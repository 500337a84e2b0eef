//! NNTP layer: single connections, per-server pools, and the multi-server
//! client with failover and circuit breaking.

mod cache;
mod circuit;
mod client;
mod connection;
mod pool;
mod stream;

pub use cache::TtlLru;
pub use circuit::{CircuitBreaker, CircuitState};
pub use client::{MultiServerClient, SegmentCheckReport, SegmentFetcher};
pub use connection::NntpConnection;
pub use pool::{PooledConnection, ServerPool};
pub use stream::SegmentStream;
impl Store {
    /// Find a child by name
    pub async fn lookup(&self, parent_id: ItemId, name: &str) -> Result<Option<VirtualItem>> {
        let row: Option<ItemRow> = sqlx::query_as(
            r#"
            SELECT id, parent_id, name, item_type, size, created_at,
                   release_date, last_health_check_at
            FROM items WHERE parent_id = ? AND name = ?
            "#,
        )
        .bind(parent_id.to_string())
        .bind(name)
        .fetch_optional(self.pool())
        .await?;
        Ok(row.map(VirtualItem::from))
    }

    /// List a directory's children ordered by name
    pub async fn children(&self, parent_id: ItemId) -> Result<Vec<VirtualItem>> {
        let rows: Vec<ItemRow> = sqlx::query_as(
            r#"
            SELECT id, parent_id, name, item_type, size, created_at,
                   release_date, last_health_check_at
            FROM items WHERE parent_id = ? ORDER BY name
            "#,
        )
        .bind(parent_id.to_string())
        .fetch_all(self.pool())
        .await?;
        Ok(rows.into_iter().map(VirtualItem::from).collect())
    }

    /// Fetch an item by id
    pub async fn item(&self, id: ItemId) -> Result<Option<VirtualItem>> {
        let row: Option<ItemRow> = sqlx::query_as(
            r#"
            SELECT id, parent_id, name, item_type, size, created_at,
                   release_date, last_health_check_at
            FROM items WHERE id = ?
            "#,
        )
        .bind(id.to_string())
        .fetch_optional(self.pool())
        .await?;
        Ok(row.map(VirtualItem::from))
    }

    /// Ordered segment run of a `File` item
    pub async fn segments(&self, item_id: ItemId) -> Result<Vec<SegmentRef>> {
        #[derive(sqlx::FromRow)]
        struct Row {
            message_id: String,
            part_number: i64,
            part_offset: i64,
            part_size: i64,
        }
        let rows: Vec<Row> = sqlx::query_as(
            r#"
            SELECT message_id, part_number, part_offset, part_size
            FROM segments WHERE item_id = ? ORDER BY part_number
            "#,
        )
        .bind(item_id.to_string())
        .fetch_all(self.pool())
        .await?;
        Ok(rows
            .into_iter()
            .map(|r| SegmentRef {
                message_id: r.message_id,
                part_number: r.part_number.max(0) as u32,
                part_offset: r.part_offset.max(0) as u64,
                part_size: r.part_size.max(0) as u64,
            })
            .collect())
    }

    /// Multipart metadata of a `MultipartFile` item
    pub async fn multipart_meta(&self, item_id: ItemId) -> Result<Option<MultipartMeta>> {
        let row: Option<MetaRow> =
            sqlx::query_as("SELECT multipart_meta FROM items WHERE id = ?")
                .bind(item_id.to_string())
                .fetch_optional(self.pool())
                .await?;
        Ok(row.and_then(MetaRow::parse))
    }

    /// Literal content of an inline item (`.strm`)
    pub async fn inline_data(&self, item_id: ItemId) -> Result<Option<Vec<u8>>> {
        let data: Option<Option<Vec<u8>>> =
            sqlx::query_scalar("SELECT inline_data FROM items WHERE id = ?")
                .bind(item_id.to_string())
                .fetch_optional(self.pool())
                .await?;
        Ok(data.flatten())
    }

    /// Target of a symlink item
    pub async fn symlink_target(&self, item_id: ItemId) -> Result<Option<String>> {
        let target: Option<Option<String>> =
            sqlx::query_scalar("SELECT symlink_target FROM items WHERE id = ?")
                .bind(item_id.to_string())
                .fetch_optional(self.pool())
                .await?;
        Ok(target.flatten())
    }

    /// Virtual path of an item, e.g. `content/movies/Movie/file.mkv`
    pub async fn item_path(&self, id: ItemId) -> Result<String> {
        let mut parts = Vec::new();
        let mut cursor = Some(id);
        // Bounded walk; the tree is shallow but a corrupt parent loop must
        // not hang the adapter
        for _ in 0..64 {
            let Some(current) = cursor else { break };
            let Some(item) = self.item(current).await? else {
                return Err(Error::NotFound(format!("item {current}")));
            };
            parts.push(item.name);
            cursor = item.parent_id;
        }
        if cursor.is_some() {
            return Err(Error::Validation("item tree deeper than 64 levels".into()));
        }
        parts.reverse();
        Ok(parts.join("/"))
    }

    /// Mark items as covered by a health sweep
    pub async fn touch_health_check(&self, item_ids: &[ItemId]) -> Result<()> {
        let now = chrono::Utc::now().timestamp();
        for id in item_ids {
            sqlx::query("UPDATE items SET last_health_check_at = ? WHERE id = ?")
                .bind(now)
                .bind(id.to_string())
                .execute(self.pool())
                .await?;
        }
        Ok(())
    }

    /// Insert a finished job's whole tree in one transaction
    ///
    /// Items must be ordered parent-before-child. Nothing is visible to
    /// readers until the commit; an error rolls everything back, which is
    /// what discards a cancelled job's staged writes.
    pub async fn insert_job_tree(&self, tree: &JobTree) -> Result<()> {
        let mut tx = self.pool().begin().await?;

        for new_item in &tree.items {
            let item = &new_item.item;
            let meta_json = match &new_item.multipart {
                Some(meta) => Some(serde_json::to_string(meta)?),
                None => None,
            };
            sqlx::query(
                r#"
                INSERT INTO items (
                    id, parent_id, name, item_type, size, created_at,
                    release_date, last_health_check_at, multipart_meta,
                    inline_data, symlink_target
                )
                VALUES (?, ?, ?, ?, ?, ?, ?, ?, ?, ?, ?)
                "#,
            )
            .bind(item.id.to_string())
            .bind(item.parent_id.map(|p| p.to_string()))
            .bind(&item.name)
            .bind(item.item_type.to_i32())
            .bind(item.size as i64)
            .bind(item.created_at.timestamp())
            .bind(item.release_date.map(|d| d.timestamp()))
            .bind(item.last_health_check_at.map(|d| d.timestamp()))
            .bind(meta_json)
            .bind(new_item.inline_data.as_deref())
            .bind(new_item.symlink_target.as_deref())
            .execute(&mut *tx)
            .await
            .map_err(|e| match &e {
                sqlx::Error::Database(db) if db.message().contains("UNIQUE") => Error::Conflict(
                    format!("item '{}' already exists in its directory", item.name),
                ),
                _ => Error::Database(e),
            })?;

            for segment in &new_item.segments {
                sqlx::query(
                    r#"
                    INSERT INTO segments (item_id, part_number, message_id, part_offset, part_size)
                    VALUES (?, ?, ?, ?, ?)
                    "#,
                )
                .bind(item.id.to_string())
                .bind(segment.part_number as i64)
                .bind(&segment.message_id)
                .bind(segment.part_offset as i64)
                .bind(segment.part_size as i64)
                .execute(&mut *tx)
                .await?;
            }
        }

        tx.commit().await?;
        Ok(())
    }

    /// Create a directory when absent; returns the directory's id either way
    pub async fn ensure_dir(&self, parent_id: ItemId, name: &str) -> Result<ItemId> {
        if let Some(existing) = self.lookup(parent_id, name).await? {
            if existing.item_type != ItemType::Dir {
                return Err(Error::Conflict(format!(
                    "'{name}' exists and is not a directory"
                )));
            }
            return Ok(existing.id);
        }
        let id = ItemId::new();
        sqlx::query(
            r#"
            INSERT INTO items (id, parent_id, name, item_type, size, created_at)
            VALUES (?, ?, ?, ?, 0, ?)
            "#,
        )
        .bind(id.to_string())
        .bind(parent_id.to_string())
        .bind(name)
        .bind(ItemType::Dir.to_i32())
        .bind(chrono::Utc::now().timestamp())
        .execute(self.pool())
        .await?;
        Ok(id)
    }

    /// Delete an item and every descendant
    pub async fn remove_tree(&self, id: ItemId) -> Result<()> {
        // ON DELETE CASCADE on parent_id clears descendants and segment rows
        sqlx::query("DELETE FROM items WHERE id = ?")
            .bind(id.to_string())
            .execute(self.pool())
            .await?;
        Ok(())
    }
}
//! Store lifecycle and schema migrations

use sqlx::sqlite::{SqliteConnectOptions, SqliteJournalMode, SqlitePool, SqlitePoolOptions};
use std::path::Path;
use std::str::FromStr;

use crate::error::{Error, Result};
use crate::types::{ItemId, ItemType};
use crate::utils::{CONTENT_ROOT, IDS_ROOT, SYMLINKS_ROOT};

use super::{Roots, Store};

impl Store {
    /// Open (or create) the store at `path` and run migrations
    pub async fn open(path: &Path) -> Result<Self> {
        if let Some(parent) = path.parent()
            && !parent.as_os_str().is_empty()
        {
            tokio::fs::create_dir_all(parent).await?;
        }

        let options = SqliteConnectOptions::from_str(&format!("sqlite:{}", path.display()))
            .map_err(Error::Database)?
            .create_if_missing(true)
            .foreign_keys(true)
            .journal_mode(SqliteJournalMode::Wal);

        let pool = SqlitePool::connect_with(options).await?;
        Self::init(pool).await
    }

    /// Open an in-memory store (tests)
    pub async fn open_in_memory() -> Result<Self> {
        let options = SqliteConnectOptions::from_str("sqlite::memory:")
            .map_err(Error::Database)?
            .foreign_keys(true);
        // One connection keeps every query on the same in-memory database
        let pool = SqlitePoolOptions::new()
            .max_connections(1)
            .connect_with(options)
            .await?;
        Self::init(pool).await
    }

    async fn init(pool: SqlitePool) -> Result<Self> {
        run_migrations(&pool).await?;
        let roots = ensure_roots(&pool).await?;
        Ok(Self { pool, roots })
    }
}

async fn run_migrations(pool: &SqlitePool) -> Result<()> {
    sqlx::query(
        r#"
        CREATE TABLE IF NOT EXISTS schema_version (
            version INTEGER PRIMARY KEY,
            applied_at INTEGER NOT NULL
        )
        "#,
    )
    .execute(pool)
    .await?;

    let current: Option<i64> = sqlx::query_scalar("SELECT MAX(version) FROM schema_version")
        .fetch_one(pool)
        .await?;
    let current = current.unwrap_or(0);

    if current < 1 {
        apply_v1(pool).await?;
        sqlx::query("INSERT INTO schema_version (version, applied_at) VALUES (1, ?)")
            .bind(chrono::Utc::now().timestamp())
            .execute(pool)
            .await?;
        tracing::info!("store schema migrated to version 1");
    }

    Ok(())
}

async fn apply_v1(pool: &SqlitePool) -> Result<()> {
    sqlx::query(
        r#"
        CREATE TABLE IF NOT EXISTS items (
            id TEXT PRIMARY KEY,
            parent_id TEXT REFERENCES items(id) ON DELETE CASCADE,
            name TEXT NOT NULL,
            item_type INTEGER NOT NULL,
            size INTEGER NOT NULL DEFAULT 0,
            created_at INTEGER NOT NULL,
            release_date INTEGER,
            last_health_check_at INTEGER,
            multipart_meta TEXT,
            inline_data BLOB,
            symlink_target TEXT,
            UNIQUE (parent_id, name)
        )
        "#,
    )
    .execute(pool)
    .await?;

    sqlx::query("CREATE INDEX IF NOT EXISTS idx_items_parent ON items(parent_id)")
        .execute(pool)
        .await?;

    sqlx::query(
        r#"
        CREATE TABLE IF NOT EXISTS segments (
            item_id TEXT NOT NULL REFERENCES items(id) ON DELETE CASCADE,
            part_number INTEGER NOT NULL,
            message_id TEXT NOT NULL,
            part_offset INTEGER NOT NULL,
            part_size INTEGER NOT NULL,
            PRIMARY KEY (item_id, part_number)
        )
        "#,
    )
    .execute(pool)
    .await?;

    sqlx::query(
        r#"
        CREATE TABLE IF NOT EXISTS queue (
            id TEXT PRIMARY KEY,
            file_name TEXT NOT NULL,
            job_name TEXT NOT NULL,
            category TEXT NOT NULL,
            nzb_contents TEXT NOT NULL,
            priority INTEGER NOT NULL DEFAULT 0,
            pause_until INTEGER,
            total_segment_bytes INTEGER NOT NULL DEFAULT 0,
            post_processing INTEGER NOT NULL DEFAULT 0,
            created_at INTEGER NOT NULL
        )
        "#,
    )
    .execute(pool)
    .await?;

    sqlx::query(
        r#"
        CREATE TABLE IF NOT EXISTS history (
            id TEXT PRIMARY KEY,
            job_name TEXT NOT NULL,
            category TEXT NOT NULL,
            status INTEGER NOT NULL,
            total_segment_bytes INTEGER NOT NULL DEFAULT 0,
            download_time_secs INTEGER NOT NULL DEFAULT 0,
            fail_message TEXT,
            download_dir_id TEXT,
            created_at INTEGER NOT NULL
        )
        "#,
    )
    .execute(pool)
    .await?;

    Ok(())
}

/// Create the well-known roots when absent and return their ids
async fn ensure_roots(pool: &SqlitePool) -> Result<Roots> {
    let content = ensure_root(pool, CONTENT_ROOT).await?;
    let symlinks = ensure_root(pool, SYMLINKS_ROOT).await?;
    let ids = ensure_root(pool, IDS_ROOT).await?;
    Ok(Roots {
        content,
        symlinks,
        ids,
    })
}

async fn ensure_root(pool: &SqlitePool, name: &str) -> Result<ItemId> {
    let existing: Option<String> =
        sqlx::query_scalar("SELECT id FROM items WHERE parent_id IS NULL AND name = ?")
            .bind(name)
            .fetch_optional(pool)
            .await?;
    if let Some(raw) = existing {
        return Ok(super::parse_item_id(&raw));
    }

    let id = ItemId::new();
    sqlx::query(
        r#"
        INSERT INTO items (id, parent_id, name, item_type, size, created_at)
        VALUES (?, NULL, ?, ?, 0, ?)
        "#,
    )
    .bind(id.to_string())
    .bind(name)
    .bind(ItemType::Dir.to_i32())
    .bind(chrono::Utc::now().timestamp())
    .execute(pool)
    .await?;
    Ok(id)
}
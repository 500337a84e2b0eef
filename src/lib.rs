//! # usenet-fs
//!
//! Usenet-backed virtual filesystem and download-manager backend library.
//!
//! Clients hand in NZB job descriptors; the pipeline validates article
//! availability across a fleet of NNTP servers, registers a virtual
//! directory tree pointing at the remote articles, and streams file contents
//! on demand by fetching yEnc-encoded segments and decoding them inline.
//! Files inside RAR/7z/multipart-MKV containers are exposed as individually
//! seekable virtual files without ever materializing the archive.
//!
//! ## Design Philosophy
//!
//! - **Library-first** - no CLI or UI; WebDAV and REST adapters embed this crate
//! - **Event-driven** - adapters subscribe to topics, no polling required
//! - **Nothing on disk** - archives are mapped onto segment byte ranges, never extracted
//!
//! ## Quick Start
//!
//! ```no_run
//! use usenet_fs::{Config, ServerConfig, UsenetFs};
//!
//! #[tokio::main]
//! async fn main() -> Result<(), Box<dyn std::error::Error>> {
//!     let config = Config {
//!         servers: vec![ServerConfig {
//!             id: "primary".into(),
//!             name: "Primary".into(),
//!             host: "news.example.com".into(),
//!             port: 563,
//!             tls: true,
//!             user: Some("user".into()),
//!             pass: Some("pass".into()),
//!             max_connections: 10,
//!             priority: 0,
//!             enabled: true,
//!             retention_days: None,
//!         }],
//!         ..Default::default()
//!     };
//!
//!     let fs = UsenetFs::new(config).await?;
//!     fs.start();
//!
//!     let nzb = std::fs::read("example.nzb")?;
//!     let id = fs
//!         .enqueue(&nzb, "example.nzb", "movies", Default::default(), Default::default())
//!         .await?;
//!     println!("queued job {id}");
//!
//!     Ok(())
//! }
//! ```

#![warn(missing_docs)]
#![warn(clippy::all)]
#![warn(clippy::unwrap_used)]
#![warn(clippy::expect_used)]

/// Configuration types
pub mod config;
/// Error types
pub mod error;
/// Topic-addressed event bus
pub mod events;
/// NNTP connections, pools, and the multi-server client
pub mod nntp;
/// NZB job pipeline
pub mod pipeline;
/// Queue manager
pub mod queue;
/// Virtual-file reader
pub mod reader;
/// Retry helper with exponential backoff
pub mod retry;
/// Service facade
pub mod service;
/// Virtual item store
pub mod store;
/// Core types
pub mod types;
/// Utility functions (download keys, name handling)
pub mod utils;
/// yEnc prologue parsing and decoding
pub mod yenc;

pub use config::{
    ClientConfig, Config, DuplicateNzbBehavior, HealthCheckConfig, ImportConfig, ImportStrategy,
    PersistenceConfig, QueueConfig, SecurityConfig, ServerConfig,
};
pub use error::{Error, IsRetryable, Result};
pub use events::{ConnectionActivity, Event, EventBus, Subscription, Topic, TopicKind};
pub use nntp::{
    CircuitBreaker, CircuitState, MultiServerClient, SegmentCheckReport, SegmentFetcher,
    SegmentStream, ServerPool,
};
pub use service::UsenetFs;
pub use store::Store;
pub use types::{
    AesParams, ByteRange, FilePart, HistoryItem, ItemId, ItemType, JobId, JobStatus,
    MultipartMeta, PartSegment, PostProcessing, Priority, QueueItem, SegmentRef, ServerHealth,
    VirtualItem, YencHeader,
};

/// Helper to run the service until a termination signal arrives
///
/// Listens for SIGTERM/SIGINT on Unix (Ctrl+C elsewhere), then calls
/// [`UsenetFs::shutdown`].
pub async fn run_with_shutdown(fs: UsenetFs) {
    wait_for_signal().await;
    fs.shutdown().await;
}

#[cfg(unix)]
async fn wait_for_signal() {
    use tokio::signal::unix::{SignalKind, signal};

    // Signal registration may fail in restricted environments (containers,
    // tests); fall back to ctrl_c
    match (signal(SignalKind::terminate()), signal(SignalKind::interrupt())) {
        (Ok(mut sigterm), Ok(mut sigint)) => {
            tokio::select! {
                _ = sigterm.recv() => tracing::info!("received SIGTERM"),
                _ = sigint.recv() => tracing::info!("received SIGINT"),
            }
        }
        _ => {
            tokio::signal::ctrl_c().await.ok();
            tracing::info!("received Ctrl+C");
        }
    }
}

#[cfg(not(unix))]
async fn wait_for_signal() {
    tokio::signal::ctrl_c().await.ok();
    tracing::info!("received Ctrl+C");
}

[ACTIVITY]
Filter the entries above down to the lines that contain the word "main".

[EXERCISE RESPONSE]
//! #[tokio::main]
//! async fn main() -> Result<(), Box<dyn std::error::Error>> {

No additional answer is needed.